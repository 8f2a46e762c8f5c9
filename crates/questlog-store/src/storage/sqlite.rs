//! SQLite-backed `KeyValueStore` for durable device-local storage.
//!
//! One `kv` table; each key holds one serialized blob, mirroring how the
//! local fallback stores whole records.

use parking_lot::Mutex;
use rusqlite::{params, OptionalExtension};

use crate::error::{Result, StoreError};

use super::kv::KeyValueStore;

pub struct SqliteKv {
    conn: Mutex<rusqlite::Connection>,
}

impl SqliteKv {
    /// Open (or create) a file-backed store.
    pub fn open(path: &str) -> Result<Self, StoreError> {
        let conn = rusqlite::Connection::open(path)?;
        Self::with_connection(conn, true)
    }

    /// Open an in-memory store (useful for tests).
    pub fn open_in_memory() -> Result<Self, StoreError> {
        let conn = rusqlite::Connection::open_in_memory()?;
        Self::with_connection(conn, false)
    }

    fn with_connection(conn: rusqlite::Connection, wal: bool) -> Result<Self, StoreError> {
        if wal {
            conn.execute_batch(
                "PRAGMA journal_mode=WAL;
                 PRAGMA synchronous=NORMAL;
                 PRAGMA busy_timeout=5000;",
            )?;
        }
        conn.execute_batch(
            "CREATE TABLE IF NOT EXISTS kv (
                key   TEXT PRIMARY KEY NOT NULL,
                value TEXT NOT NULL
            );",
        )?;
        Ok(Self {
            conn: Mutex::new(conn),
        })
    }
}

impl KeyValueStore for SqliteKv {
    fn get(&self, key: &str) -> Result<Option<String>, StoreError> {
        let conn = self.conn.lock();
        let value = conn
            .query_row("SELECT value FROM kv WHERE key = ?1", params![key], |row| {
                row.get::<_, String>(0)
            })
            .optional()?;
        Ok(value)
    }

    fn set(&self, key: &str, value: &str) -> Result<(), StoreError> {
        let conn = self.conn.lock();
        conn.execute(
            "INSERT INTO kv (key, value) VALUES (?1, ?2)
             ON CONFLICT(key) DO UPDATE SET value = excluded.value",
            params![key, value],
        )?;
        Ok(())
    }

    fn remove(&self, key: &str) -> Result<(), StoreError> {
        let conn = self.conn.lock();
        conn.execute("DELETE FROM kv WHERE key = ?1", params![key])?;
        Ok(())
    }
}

---

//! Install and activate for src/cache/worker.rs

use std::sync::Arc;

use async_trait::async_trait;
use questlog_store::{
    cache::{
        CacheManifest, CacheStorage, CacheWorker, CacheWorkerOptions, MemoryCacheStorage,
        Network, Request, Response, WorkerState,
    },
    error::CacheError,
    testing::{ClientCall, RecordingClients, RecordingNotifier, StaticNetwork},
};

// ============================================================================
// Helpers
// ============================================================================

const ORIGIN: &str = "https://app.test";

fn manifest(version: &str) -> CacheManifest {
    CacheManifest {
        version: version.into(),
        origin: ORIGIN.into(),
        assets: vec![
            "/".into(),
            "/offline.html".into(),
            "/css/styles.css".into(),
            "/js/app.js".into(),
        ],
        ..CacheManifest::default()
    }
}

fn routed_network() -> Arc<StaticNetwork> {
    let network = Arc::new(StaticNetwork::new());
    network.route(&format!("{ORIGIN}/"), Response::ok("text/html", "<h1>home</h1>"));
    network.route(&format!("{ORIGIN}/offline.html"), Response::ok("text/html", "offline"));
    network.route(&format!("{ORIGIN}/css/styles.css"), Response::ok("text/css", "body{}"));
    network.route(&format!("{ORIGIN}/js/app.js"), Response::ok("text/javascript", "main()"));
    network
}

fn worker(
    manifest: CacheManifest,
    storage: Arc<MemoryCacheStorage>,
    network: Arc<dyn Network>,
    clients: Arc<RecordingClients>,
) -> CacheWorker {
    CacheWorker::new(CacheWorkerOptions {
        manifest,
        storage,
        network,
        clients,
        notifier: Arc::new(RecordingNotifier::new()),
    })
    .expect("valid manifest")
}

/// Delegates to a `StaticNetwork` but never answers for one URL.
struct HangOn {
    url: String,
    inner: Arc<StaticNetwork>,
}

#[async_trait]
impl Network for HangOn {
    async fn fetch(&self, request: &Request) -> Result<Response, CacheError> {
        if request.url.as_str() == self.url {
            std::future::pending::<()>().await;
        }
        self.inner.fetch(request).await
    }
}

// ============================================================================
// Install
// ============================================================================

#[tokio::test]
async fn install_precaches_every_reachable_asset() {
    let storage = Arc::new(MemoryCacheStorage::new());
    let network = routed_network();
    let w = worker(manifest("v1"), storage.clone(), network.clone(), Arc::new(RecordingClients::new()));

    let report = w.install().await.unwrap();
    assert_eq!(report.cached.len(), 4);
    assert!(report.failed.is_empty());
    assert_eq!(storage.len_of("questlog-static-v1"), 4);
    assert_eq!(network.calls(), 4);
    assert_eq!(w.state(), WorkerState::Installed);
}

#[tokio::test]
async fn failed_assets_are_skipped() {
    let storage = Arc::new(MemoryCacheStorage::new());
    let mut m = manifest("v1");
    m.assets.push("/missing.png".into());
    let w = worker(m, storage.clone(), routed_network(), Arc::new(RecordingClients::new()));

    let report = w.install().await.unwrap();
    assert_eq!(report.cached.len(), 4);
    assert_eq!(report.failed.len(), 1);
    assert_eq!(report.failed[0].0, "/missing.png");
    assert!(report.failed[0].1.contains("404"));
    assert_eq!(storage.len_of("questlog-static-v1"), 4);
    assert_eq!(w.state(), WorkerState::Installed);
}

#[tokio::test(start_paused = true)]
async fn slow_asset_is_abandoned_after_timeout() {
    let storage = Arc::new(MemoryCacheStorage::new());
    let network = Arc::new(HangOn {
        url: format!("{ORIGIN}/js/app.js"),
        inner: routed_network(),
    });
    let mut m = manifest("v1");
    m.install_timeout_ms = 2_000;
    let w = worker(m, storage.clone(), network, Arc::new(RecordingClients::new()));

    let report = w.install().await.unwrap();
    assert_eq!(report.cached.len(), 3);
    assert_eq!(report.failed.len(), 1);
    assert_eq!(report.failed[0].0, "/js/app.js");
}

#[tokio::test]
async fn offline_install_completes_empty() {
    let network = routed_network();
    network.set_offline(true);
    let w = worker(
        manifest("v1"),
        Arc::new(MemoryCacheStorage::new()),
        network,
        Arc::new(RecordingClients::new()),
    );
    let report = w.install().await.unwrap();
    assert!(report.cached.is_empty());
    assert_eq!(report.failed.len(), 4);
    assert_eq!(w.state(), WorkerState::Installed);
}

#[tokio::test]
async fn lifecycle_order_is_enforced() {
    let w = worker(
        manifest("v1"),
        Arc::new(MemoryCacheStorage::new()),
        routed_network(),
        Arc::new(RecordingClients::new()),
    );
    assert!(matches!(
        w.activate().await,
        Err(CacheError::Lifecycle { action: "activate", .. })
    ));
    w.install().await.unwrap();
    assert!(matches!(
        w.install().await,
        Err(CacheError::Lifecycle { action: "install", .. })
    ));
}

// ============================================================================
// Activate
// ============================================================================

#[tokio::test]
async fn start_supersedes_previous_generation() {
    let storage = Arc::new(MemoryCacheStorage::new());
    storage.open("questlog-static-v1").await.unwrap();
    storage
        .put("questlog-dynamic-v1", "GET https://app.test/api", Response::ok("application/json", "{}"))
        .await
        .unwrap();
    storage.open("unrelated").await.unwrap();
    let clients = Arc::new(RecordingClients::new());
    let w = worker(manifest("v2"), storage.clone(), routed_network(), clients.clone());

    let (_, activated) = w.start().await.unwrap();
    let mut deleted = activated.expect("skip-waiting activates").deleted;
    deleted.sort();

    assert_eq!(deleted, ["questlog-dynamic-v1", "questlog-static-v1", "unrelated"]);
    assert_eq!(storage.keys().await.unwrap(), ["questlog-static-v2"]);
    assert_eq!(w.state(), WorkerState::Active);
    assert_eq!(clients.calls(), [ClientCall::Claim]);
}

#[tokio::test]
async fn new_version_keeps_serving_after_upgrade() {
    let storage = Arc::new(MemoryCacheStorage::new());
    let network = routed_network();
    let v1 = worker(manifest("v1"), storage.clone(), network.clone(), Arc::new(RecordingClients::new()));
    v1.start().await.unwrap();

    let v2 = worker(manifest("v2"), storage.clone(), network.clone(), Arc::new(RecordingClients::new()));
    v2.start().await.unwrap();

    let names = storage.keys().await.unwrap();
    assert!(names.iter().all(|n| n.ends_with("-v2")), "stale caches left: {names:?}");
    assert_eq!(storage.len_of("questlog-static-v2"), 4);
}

### PROBLEM TO SOLVE
Would you copy out each line of the records above where the word "KeyValueStore" occurs?

### PROBLEM SOLUTION
//! SQLite-backed `KeyValueStore` for durable device-local storage.
use super::kv::KeyValueStore;
impl KeyValueStore for SqliteKv {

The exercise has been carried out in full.